The plaintiff, Martin B. Kraft, was appointed a Boston police officer in 1983 and served with an unblemished record for several years. In 1988 the defendant police commissioner terminated Kraft’s employment after discovering that, in completing application forms for the police officer position, Kraft had failed to disclose that he had *236been hospitalized for mental illness. At the time of his discharge, Kraft was a detective in the drug control unit. Kraft brought an action in the Superior Court challenging his discharge, and a judge determined that the commissioner’s action had been unlawful. After that determination was made, the judge conducted a hearing on damages incurred through January 16, 1990. The parties agreed that from that date forward Kraft would be placed on administrative leave with a rate of pay of a detective with the same rank and title he had held before his employment was terminated.
After the completion of the hearings, the judge ordered the defendant to “reinstate [the] plaintiff ... to his former position as a detective assigned to the Drug Control Unit, without loss of benefits or seniority.” A few weeks later the judge amended the order to require the defendant to “reinstate [Kraft] to the position, by rank, title, and salary, of detective [not necessarily assigned to the drug unit] without loss of benefits or seniority.” The judge also awarded Kraft damages for “lost wages, benefits, overtime and paid detail during this period and damages for emotional distress” “up to and including January 16, 1990,” and attorney’s fees and costs.
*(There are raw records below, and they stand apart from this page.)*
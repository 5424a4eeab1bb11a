//! # Prompt Construction
//!
//! Base personas are bundled at compile time from `defaults/`; the dynamic
//! sections (output language, brand guidance, topic structure, visual style)
//! are appended per request from the catalog tables and user input.

use crate::catalog::{Language, PitchTemplate};
use crate::deck::BrandIdentity;

/// Drafter - turns an idea into a structured deck
pub const DRAFTER: &str = include_str!("defaults/drafter.md");

/// Critic - adversarial reviewer of a drafted deck
pub const CRITIC: &str = include_str!("defaults/critic.md");

/// Refiner - rewrites the deck against the critique
pub const REFINER: &str = include_str!("defaults/refiner.md");

/// Fixed critique used when the reviewer returns nothing. The critique is
/// advisory and must never block the pipeline.
pub const FALLBACK_CRITIQUE: &str = "This is trash.";

/// System instruction for the draft call.
pub fn draft_instruction(
    template: PitchTemplate,
    language: Language,
    brand: &BrandIdentity,
    style_modifier: &str,
) -> String {
    let topics = template.topics();
    let topic_list = serde_json::to_string(topics).unwrap_or_default();
    format!(
        "{DRAFTER}\n\
         OUTPUT LANGUAGE:\n\
         All slide titles, bullet points, and speaker notes MUST be in {lang}.\n\n\
         BRAND COLORS:\n\
         The user has a design system with Primary Color: {primary} and Secondary Color: {secondary}.\n\
         If appropriate, incorporate color descriptions into the 'imagePrompt' that complement these colors \
         (e.g., if Primary is blue, ask for 'cool tones' or 'blue accents').\n\n\
         STRICT STRUCTURE REQUIREMENT:\n\
         You MUST generate exactly {count} slides.\n\
         The slides MUST follow this exact order and content guide:\n\
         {topic_list}\n\n\
         VISUAL STYLE:\n\
         All image prompts must adhere to: {style_modifier}.\n\
         Do NOT ask for text in the images.\n",
        lang = language.display_name(),
        primary = brand.primary_color,
        secondary = brand.secondary_color,
        count = topics.len(),
    )
}

/// User prompt for the draft call.
pub fn draft_prompt(idea: &str) -> String {
    format!("Startup Idea: \"{idea}\"\n\nGenerate the pitch deck now.")
}

/// System instruction for the critique call.
pub fn critique_instruction(language: Language) -> String {
    format!(
        "{CRITIC}\n\
         OUTPUT LANGUAGE:\n\
         The critique MUST be in {lang}.\n",
        lang = language.display_name(),
    )
}

/// User prompt for the critique call.
pub fn critique_prompt(deck_json: &str) -> String {
    format!("Here is a pitch deck. ROAST IT.\n\nDeck: {deck_json}")
}

/// System instruction for the refine call.
pub fn refine_instruction(language: Language, style_modifier: &str) -> String {
    format!(
        "{REFINER}\n\
         OUTPUT LANGUAGE:\n\
         The refined deck MUST be in {lang}.\n\n\
         VISUAL STYLE:\n\
         Keep the image prompts aligned with: {style_modifier}.\n",
        lang = language.display_name(),
    )
}

/// User prompt for the refine call.
pub fn refine_prompt(deck_json: &str, critique: &str) -> String {
    format!(
        "Original Deck: {deck_json}\n\n\
         Reviewer Critique: {critique}\n\n\
         Re-generate the full deck now."
    )
}

/// Final prompt for a single slide image.
pub fn image_prompt(slide_prompt: &str, style_modifier: &str) -> String {
    format!(
        "{slide_prompt} . Style details: {style_modifier}. No text, no words, high quality render."
    )
}

#[cfg(test)]
mod tests {
    use super::*;
    use crate::catalog::VisualStyle;

    #[test]
    fn test_all_personas_non_empty() {
        for (slug, content) in [("drafter", DRAFTER), ("critic", CRITIC), ("refiner", REFINER)] {
            assert!(!content.is_empty(), "Prompt '{}' should not be empty", slug);
            assert!(content.len() > 50, "Prompt '{}' seems too short", slug);
        }
    }

    #[test]
    fn test_draft_instruction_embeds_structure_and_language() {
        let brand = BrandIdentity::default();
        let instruction = draft_instruction(
            PitchTemplate::Yc,
            Language::De,
            &brand,
            VisualStyle::Swiss.prompt_modifier(),
        );
        assert!(instruction.contains("exactly 10 slides"));
        assert!(instruction.contains("Deutsch"));
        assert!(instruction.contains(&brand.primary_color));
        assert!(instruction.contains("swiss international style"));
        // Every topic guide makes it into the structure section.
        for topic in PitchTemplate::Yc.topics() {
            assert!(instruction.contains(topic), "missing topic guide: {topic}");
        }
    }

    #[test]
    fn test_critique_and_refine_carry_language() {
        assert!(critique_instruction(Language::Ja).contains("日本語"));
        assert!(refine_instruction(Language::Fr, "modifier").contains("Français"));
    }

    #[test]
    fn test_image_prompt_forbids_text() {
        let prompt = image_prompt("a camera on a desk", "clean lines");
        assert!(prompt.contains("a camera on a desk"));
        assert!(prompt.contains("clean lines"));
        assert!(prompt.contains("No text, no words"));
    }
}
The judge stayed Kraft’s reinstatement to active duty, pending appeal. On May 15, 1991, this court affirmed the judgment. Kraft v. Police Comm’r of Boston, 410 Mass. 155 (1991) (Kraft I).
The plaintiff appeals and the defendant cross appeals from an order that the judge issued on January 29, 1992, approximately eight months after this court’s decision. Kraft I. We transferred the case to this court on our own initiative. The January 29 order was in response to the plaintiff’s “Petition for Contempt: and/or Motion to Clarify and Enforce Judgment.” The facts relevant to the plaintiff’s petition, taken from the judge’s written findings, are as follows: “On June 13, 1991 [the] plaintiff returned to active duty. After a week of training at the Boston Police Academy, [the] plaintiff was assigned to the Identification Unit of the Department with the same rate of pay he was earning while on administrative leave. At this time [the] plaintiff was denied recertification *237for use of a department service revolver, despite [the] plaintiffs request for recertification. [The] [p]laintiff was informed that in order to be recertified for use of a handgun, he would have to take a psychological test and undergo an examination by the police department psychologist. After consulting with his attorney, the plaintiff complied with these requests.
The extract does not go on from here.